Things have gone from bad to worse for the Aquaman. Fresh from his battle with Black Manta, Aquaman is now under attack from his own brother. Some unknown entity attacked Atlantis, and now their king, Ocean Master, is launching a full-scale assault on the surface world. Kicking off in Aquaman #14, the "Throne Of Atlantis" crossover with Justice League has just hit critical mass.
Justice League #16 ratchets the tensions, action and peril up several notches. Writer Geoff Johns splits this issue into two stories – the Justice League attempting to thwart Ocean Master and Cyborg trying to find Atlantean expert Dr. Shin before the troops of Atlantis kill him. Shin may be the best chance the Justice League has to defeat Ocean Master, though you couldn’t tell from this issue. Aquaman is trying to get the Justice League to stand down, citing Atlantean war rules. If Ocean Master sees Aquaman controlling the situation and thinks he is king of the surface, he might call off the attack. The Justice League has no desire to stand down – they are reacting to the imminent danger, which means they fight back.
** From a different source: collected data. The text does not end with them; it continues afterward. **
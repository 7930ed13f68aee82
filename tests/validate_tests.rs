//! Validator tests - structural check, color balance, and the demo scenario

use pyraminx::core::{validate, ColorCounts, Cube, Face, ValidationError};
use pyraminx::types::{Color, FaceId};

#[test]
fn test_solved_cube_is_valid() {
    let cube = Cube::solved();
    assert_eq!(validate(&cube), Ok(()));

    let counts = ColorCounts::tally(&cube);
    for color in Color::ALL {
        assert_eq!(counts.count(color), 9);
    }
}

#[test]
fn test_single_recolor_breaks_balance_not_structure() {
    // Turn one Blue tile Red: Red 10, Blue 8.
    let mut cube = Cube::solved();
    assert!(cube.set_tile(FaceId::Right, 5, Color::Red));

    match validate(&cube) {
        Err(ValidationError::ColorImbalance { counts }) => {
            assert_eq!(counts.count(Color::Red), 10);
            assert_eq!(counts.count(Color::Blue), 8);
            assert_eq!(counts.count(Color::Green), 9);
            assert_eq!(counts.count(Color::Yellow), 9);
        }
        other => panic!("expected ColorImbalance, got {:?}", other),
    }
}

#[test]
fn test_malformed_base_face_reported_before_tally() {
    // A 5-tile Base face. The remaining tiles are also unbalanced, but the
    // structural failure must win.
    let cube = Cube::from_faces([
        Face::solid(Color::Red),
        Face::solid(Color::Blue),
        Face::solid(Color::Green),
        Face::from_tiles(vec![Color::Yellow; 5]),
    ]);

    assert_eq!(
        validate(&cube),
        Err(ValidationError::MalformedFace {
            face: FaceId::Base,
            found: 5,
        })
    );
}

#[test]
fn test_oversized_face_is_malformed() {
    let cube = Cube::from_faces([
        Face::from_tiles(vec![Color::Red; 10]),
        Face::solid(Color::Blue),
        Face::solid(Color::Green),
        Face::solid(Color::Yellow),
    ]);

    assert_eq!(
        validate(&cube),
        Err(ValidationError::MalformedFace {
            face: FaceId::Front,
            found: 10,
        })
    );
}

#[test]
fn test_first_malformed_face_in_canonical_order_wins() {
    let cube = Cube::from_faces([
        Face::solid(Color::Red),
        Face::from_tiles(vec![Color::Blue; 8]),
        Face::from_tiles(vec![Color::Green; 8]),
        Face::solid(Color::Yellow),
    ]);

    // Right precedes Left in canonical order.
    assert_eq!(
        validate(&cube),
        Err(ValidationError::MalformedFace {
            face: FaceId::Right,
            found: 8,
        })
    );
}

#[test]
fn test_balanced_scrambled_state_is_valid() {
    // Swap a Front tile with a Base tile: still 9 of each color, no face
    // monochrome requirement on legality.
    let mut cube = Cube::solved();
    cube.set_tile(FaceId::Front, 2, Color::Yellow);
    cube.set_tile(FaceId::Base, 7, Color::Red);

    assert_eq!(validate(&cube), Ok(()));
    assert!(!cube.is_solved());
}

#[test]
fn test_demo_scenario() {
    // Solved cube validates cleanly.
    let mut cube = Cube::solved();
    assert_eq!(validate(&cube), Ok(()));

    // Front becomes [R,R,R,R,R,R,R,R,B]: Red drops to 8, Blue rises to 10.
    assert!(cube.set_tile(FaceId::Front, 8, Color::Blue));

    match validate(&cube) {
        Err(ValidationError::ColorImbalance { counts }) => {
            assert_eq!(counts.count(Color::Red), 8);
            assert_eq!(counts.count(Color::Blue), 10);
            assert_eq!(counts.count(Color::Green), 9);
            assert_eq!(counts.count(Color::Yellow), 9);
        }
        other => panic!("expected ColorImbalance, got {:?}", other),
    }
}

#[test]
fn test_imbalance_message_carries_full_tally() {
    let mut cube = Cube::solved();
    cube.set_tile(FaceId::Front, 8, Color::Blue);

    let err = validate(&cube).unwrap_err();
    assert_eq!(
        err.to_string(),
        "expected 9 of each color, but found 8 red, 10 blue, 9 green, 9 yellow"
    );
}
The tussle between Ocean Master is solid action. Wind, rain, lightening and crushing sea bandy about as Ocean Master makes short work of the Justice League. Even the wrath of an enraged Superman is nothing to the King Of Atlantis. As Ocean Master kicks the crap out of one of the best hero teams ever, Cyborg finds Shin and hatches a plan that just might turn the tides. The end of Justice League #16 has Cyborg sending a signal out to all the heroes in the DC Universe that reinforcements are needed.
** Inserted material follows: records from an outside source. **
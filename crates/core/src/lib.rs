//! Core puzzle model - pure, deterministic, and testable
//!
//! This module holds the cube state, the derived piece projections, and the
//! state validator. It has **zero dependencies** on UI or I/O, making it:
//!
//! - **Deterministic**: construction and validation are pure functions
//! - **Testable**: every rule is exercised by unit and integration tests
//! - **Portable**: usable from a terminal frontend or headless
//!
//! # Module Structure
//!
//! - [`cube`]: the four-face tile store with the solved constructor
//! - [`pieces`]: edge/tip/center projections derived from a face's tiles
//! - [`validate`]: structural and color-balance validation
//!
//! # Example
//!
//! ```
//! use pyraminx_core::{validate, Cube};
//! use pyraminx_types::{Color, FaceId};
//!
//! let cube = Cube::solved();
//! assert_eq!(cube.tile(FaceId::Front, 0), Some(Color::Red));
//! assert!(validate(&cube).is_ok());
//! ```

pub mod cube;
pub mod pieces;
pub mod validate;

pub use pyraminx_types as types;

// Re-export commonly used types for convenience
pub use cube::{Cube, Face};
pub use pieces::{centers_of, edges_of, tips_of, PieceGroup};
pub use validate::{validate, ColorCounts, ValidationError};
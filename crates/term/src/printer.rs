//! Printer: writes the triangular layout to a real terminal.
//!
//! This is the only I/O in the term crate. It reuses the pure [`crate::view`]
//! row geometry and adds per-color foreground styling.

use std::io::{self, Write};

use anyhow::Result;
use crossterm::{
    style::{Color as TermColor, Print, ResetColor, SetForegroundColor},
    QueueableCommand,
};

use pyraminx_core::cube::Cube;
use pyraminx_types::{Color, FaceId};

use crate::view::{ROW_INDENTS, ROW_SPANS};

/// Terminal foreground color for a tile color.
pub fn tile_color(color: Color) -> TermColor {
    match color {
        Color::Red => TermColor::Red,
        Color::Blue => TermColor::Blue,
        Color::Green => TermColor::Green,
        Color::Yellow => TermColor::Yellow,
    }
}

/// Print all four faces to stdout in canonical order, tile letters colored.
pub fn print_cube(cube: &Cube) -> Result<()> {
    let mut stdout = io::stdout();

    for id in FaceId::ALL {
        stdout.queue(Print(id.as_str()))?.queue(Print(":\n"))?;

        let face = cube.face(id);
        for (row, &(start, end)) in ROW_SPANS.iter().enumerate() {
            stdout.queue(Print(" ".repeat(ROW_INDENTS[row])))?;
            for pos in start..end {
                if pos > start {
                    stdout.queue(Print(" "))?;
                }
                match face.tile(pos) {
                    Some(color) => {
                        stdout
                            .queue(SetForegroundColor(tile_color(color)))?
                            .queue(Print(color.as_char()))?
                            .queue(ResetColor)?;
                    }
                    None => {
                        stdout.queue(Print("?"))?;
                    }
                }
            }
            stdout.queue(Print("\n"))?;
        }
    }

    stdout.flush()?;
    Ok(())
}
While the surface of Justice League #16 is exciting, it’s what going on beneath it that I find really interesting. The Justice League’s actions are ridiculous and damaging to the entire scenario. Aquaman’s reasoning for JL to stand down is smart and logical, but they refuse to even listen. Superman is overcome by anger, Wonder Woman is sanctimonious and too eager to fight. In short, they aren’t working as a team. It’s nice of Johns to slip in that detail even with everything else going on. The only part of the equation that doesn’t work is Batman’s impetuousness, it doesn’t jive with the other Batman titles.
Helping with all this chaos is the art from Ivan Reis. It’s not easy to pencil water, nor is it a simple task to give a storm the kind of visceral feeling that Reis gives the Ocean Master. Reis has such an easy perfection with the human form, he can focus on creating multiple levels of detail. The two-page fold out of Ocean Master unleashing his troops is a wonderful example of this. Reis’s ability to communicate emotion and action is perfectly framed in the panel where Superman loses his temper. Johns’ story thus far is a great one, but it wouldn’t be half as effective without Reis’s art.